Researchers described the mechanism behind how nanoparticles interact with neutrophils in a recent Nature Nanotechnology paper.

limjr [at] chop.edu (By Jillian Rose Lim)

The findings:

Researchers at Children's Hospital of Philadelphia have elucidated how the organization of nanoparticle surface proteins affect how particles interact with "first-responder" immune cells called neutrophils. In a new study, Kathryn Rubey, MD, attending physician in our Division of Neonatology, and her colleagues described their novel discovery of the nanomaterial property that dictates this interaction. Nanoparticles evade the immune system when their surface proteins are regularly organized. But when proteins are arranged in a random assortment, neutrophils can recognize and engulf the particles.

Why it matters:

The findings have important translational significance for treating a wide range of diseases. Now that researchers understand the mechanism dictating neutrophil-nanoparticle interactions, particles can be designed to target or evade immune cells, depending on the disease mechanism. For example, Dr. Rubey and colleagues are currently applying this technology to lung diseases that are heavily mediated by the patient's immune response: pneumonia, caused by bacterial and viral infections, and acute respiratory distress syndrome (ARDS), an inflammatory lung condition causing acute respiratory failure. Dr. Rubey and her colleagues are studying how the design of nanoparticles might deliver antibiotics to the lungs, or modulate the pulmonary immune response to reduce damage caused by inflammation, respectively, in these conditions.

Who conducted the study:

Dr. Rubey, a first author of the paper, conducted the research with a multi-institute team.

How they did it:

While many researchers seek to add things to nanoparticles to direct particle delivery to specific body sites, Dr. Rubey's team went about their work in a different way: The researchers discovered a property wherein no additions are necessary to direct nanoparticles to the lungs. They then defined the mechanism behind that property and discovered that it targets immune cells, called neutrophils, which are involved in the body's response to inflammation or infection.

Quick thoughts:

"There's a variety of ways that we'll be able to both design and load these particles with a range of pharmaceuticals to treat different diseases," Dr.
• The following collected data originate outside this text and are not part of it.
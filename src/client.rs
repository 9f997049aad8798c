//! NameSilo API client.
//!
//! Every operation is a thin formatter: build a query string, hand it to
//! the request pipeline, project fields out of the returned tree. The
//! pipeline is a strict sequence of gates — one HTTP GET, HTTP status
//! check, XML decode, status-code resolution — with no retries and no
//! caching. Caller-supplied parameter values are interpolated into the
//! query string as-is; only [`Contact`] fields carry the vendor's
//! space-to-`%20` pre-encoding.

use std::sync::Arc;

use serde_json::Value;
use tracing::debug;

use crate::error::NameSiloError;
use crate::status;
use crate::transport::{HttpTransport, ReqwestTransport};
use crate::types::{Contact, DomainInfo};
use crate::xml;

const API_URL: &str = "https://www.namesilo.com/api/";
const SANDBOX_API_URL: &str = "http://sandbox.namesilo.com/api/";

/// Client for the NameSilo registrar API.
///
/// Holds the access token and the sandbox/production choice made at
/// construction; both are fixed for the lifetime of the instance. The
/// client keeps no other state, so one instance may serve concurrent
/// callers as long as the injected transport does.
pub struct NameSiloClient {
    transport: Arc<dyn HttpTransport>,
    token: String,
    sandbox: bool,
}

impl NameSiloClient {
    pub fn new(token: &str, sandbox: bool) -> Self {
        Self::with_transport(token, sandbox, Arc::new(ReqwestTransport::new()))
    }

    /// Build a client over a caller-supplied transport (custom timeouts,
    /// proxies, or a test double).
    pub fn with_transport(token: &str, sandbox: bool, transport: Arc<dyn HttpTransport>) -> Self {
        Self {
            transport,
            token: token.to_string(),
            sandbox,
        }
    }

    fn base_url(&self) -> &'static str {
        if self.sandbox {
            SANDBOX_API_URL
        } else {
            API_URL
        }
    }

    /// Request pipeline shared by every operation: send, gate on HTTP
    /// status, decode, resolve the reply code, return the full tree.
    async fn process(&self, url_extend: &str) -> Result<Value, NameSiloError> {
        // The query string carries the API key; log the operation only.
        let operation = url_extend.split('?').next().unwrap_or(url_extend);
        let url = format!("{}{}", self.base_url(), url_extend);
        debug!(operation, "sending API request");

        let response = self.transport.get(&url).await?;
        if response.status != 200 {
            return Err(NameSiloError::Transport(response.status));
        }

        let tree = xml::decode(&response.body)?;
        let (code, detail) = xml::extract_code(&tree)?;
        let outcome = status::resolve(code, &detail)?;
        debug!(operation, code, outcome, "API reply accepted");
        Ok(tree)
    }

    /// Check whether a domain is available for registration. The presence
    /// of the `available` element is the marker; its content is ignored.
    pub async fn check_domain(&self, domain_name: &str) -> Result<bool, NameSiloError> {
        let url_extend = format!(
            "checkRegisterAvailability?version=1&type=xml&key={}&domains={}",
            self.token, domain_name
        );
        let reply = self.process(&url_extend).await?;
        Ok(reply["namesilo"]["reply"].get("available").is_some())
    }

    /// Fetch details for a domain in this account.
    pub async fn get_domain_info(&self, domain_name: &str) -> Result<DomainInfo, NameSiloError> {
        let url_extend = format!(
            "getDomainInfo?version=1&type=xml&key={}&domain={}",
            self.token, domain_name
        );
        let reply = self.process(&url_extend).await?;
        DomainInfo::from_reply(&reply)
    }

    /// Replace both name servers for a domain.
    pub async fn change_domain_nameservers(
        &self,
        domain: &str,
        primary_ns: &str,
        secondary_ns: &str,
    ) -> Result<(), NameSiloError> {
        let url_extend = format!(
            "changeNameServers?version=1&type=xml&key={}&domain={}&ns1={}&ns2={}",
            self.token, domain, primary_ns, secondary_ns
        );
        self.process(&url_extend).await?;
        Ok(())
    }

    /// List every domain registered with this account.
    pub async fn list_domains(&self) -> Result<Vec<String>, NameSiloError> {
        let url_extend = format!("listDomains?version=1&type=xml&key={}", self.token);
        let reply = self.process(&url_extend).await?;
        let entries = xml::plural(&reply["namesilo"]["reply"]["domains"]["domain"])
            .ok_or_else(|| NameSiloError::MissingField("domains.domain".to_string()))?;
        entries
            .into_iter()
            .map(|entry| {
                entry
                    .as_str()
                    .map(str::to_string)
                    .ok_or_else(|| NameSiloError::MissingField("domains.domain".to_string()))
            })
            .collect()
    }

    /// Register a new domain. `auto_renew` and `private` are sent as the
    /// 0/1 flags the API expects.
    pub async fn register_domain(
        &self,
        domain_name: &str,
        years: u32,
        auto_renew: bool,
        private: bool,
    ) -> Result<(), NameSiloError> {
        let url_extend = format!(
            "registerDomain?version=1&type=xml&key={}&domain={}&years={}&private={}&auto_renew={}",
            self.token,
            domain_name,
            years,
            u8::from(private),
            u8::from(auto_renew)
        );
        self.process(&url_extend).await?;
        Ok(())
    }

    /// Renew a domain for the given number of years.
    pub async fn renew_domain(&self, domain_name: &str, years: u32) -> Result<(), NameSiloError> {
        let url_extend = format!(
            "renewDomain?version=1&type=xml&key={}&domain={}&years={}",
            self.token, domain_name, years
        );
        self.process(&url_extend).await?;
        Ok(())
    }

    pub async fn lock_domain(&self, domain_name: &str) -> Result<(), NameSiloError> {
        let url_extend = format!(
            "domainLock?version=1&type=xml&key={}&domain={}",
            self.token, domain_name
        );
        self.process(&url_extend).await?;
        Ok(())
    }

    pub async fn unlock_domain(&self, domain_name: &str) -> Result<(), NameSiloError> {
        let url_extend = format!(
            "domainUnlock?version=1&type=xml&key={}&domain={}",
            self.token, domain_name
        );
        self.process(&url_extend).await?;
        Ok(())
    }

    pub async fn auto_renew_domain(&self, domain_name: &str) -> Result<(), NameSiloError> {
        let url_extend = format!(
            "addAutoRenewal?version=1&type=xml&key={}&domain={}",
            self.token, domain_name
        );
        self.process(&url_extend).await?;
        Ok(())
    }

    pub async fn remove_auto_renew_domain(&self, domain_name: &str) -> Result<(), NameSiloError> {
        let url_extend = format!(
            "removeAutoRenewal?version=1&type=xml&key={}&domain={}",
            self.token, domain_name
        );
        self.process(&url_extend).await?;
        Ok(())
    }

    pub async fn add_domain_privacy(&self, domain_name: &str) -> Result<(), NameSiloError> {
        let url_extend = format!(
            "addPrivacy?version=1&type=xml&key={}&domain={}",
            self.token, domain_name
        );
        self.process(&url_extend).await?;
        Ok(())
    }

    pub async fn remove_domain_privacy(&self, domain_name: &str) -> Result<(), NameSiloError> {
        let url_extend = format!(
            "removePrivacy?version=1&type=xml&key={}&domain={}",
            self.token, domain_name
        );
        self.process(&url_extend).await?;
        Ok(())
    }

    /// Current prices for every supported TLD, as the raw reply subtree.
    pub async fn get_prices(&self) -> Result<Value, NameSiloError> {
        let url_extend = format!("getPrices?version=1&type=xml&key={}", self.token);
        let reply = self.process(&url_extend).await?;
        Ok(reply["namesilo"]["reply"].clone())
    }

    /// List the account's contact profiles.
    pub async fn list_contacts(&self) -> Result<Vec<Contact>, NameSiloError> {
        let url_extend = format!("contactList?version=1&type=xml&key={}", self.token);
        let reply = self.process(&url_extend).await?;
        Contact::from_reply(&reply["namesilo"]["reply"]["contact"])
    }

    /// Add a contact profile to the account.
    pub async fn add_contact(&self, contact: &Contact) -> Result<(), NameSiloError> {
        let url_extend = format!(
            "contactAdd?version=1&type=xml&key={}&fn={}&ln={}&ad={}&cy={}&st={}&zp={}&ct={}&em={}&ph={}",
            self.token,
            contact.first_name,
            contact.last_name,
            contact.address,
            contact.city,
            contact.state,
            contact.zip,
            contact.country,
            contact.email,
            contact.phone
        );
        self.process(&url_extend).await?;
        Ok(())
    }

    /// Update an existing contact profile. The wire format joins first and
    /// last name into a single `fn` parameter separated by `%20`.
    pub async fn update_contact(&self, contact: &Contact) -> Result<(), NameSiloError> {
        let contact_id = contact
            .contact_id
            .as_deref()
            .ok_or_else(|| NameSiloError::MissingField("contact_id".to_string()))?;
        let url_extend = format!(
            "contactUpdate?version=1&type=xml&key={}&contact_id={}&fn={}%20{}&ad={}&cy={}&st={}&zp={}&ct={}&em={}&ph={}",
            self.token,
            contact_id,
            contact.first_name,
            contact.last_name,
            contact.address,
            contact.city,
            contact.state,
            contact.zip,
            contact.country,
            contact.email,
            contact.phone
        );
        self.process(&url_extend).await?;
        Ok(())
    }

    /// Delete a contact profile by id.
    pub async fn delete_contact(&self, contact_id: &str) -> Result<(), NameSiloError> {
        let url_extend = format!(
            "contactDelete?version=1&type=xml&key={}&contact_id={}",
            self.token, contact_id
        );
        self.process(&url_extend).await?;
        Ok(())
    }

    /// Add funds from a stored payment profile; returns the new balance.
    pub async fn add_account_funds(
        &self,
        amount: f64,
        payment_id: u32,
    ) -> Result<f64, NameSiloError> {
        let url_extend = format!(
            "addAccountFunds?version=1&type=xml&key={}&amount={}&payment_id={}",
            self.token, amount, payment_id
        );
        let reply = self.process(&url_extend).await?;
        parse_amount(&reply["namesilo"]["reply"], "new_balance")
    }

    /// Current account balance. The API formats amounts with thousands
    /// separators; they are stripped before the numeric parse.
    pub async fn get_account_balance(&self) -> Result<f64, NameSiloError> {
        let url_extend = format!("getAccountBalance?version=1&type=xml&key={}", self.token);
        let reply = self.process(&url_extend).await?;
        parse_amount(&reply["namesilo"]["reply"], "balance")
    }

    /// List DNS resource records for a domain, as raw reply entries.
    pub async fn list_dns_records(&self, domain_name: &str) -> Result<Vec<Value>, NameSiloError> {
        let url_extend = format!(
            "dnsListRecords?version=1&type=xml&key={}&domain={}",
            self.token, domain_name
        );
        let reply = self.process(&url_extend).await?;
        let records = xml::plural(&reply["namesilo"]["reply"]["resource_record"])
            .ok_or_else(|| NameSiloError::MissingField("resource_record".to_string()))?;
        Ok(records.into_iter().cloned().collect())
    }

    /// Add a DNS resource record; returns the new record id.
    pub async fn add_dns_record(
        &self,
        domain_name: &str,
        record_type: &str,
        record_host: &str,
        record_value: &str,
        ttl: u32,
    ) -> Result<String, NameSiloError> {
        let url_extend = format!(
            "dnsAddRecord?version=1&type=xml&key={}&domain={}&rrtype={}&rrhost={}&rrvalue={}&rrttl={}",
            self.token, domain_name, record_type, record_host, record_value, ttl
        );
        let reply = self.process(&url_extend).await?;
        record_id(&reply)
    }

    /// Update an existing DNS resource record; returns the record id.
    pub async fn update_dns_record(
        &self,
        domain_name: &str,
        rrid: &str,
        record_host: &str,
        record_value: &str,
        ttl: u32,
    ) -> Result<String, NameSiloError> {
        let url_extend = format!(
            "dnsUpdateRecord?version=1&type=xml&key={}&domain={}&rrid={}&rrhost={}&rrvalue={}&rrttl={}",
            self.token, domain_name, rrid, record_host, record_value, ttl
        );
        let reply = self.process(&url_extend).await?;
        record_id(&reply)
    }
}

fn parse_amount(reply: &Value, key: &str) -> Result<f64, NameSiloError> {
    let raw = reply[key]
        .as_str()
        .ok_or_else(|| NameSiloError::MissingField(key.to_string()))?;
    raw.replace(',', "")
        .parse::<f64>()
        .map_err(|_| NameSiloError::MalformedReply(format!("{key} is not numeric: {raw}")))
}

fn record_id(reply: &Value) -> Result<String, NameSiloError> {
    reply["namesilo"]["reply"]["record_id"]
        .as_str()
        .map(str::to_string)
        .ok_or_else(|| NameSiloError::MissingField("record_id".to_string()))
}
Rubey said. "Innovation in rational antibiotic use and targeted antibiotic delivery is so important right now, as we continue to have more and more antibiotic resistance. While we are thoughtful about appropriate antibiotic use and avoid over-use, antibiotics remain a critical tool in the treatment of life-threatening infections. Unfortunately, there's not a lot of innovation happening currently in terms of new antibiotic drugs, so we need to avoid building resistance against the drugs we do have available. The goal is if we change the mode of drug delivery, we could change the way we use antibiotics and the side effects we encounter — potentially directly treating pathogenic bacteria while saving the microbiome, or good bacteria."

What's next:

Dr. Rubey said next steps include further investigation of antibiotic delivery using nanoparticles. For example, she will investigate whether delivering antibiotic-loaded nanoparticles will improve neutrophils' clearance of pneumonia.

Where the study was published:

The study "Supramolecular arrangement of protein in nanoparticle structures predicts nanoparticle tropism for neutrophils in acute lung inflammation"appeared online in Nature Nanotechnology.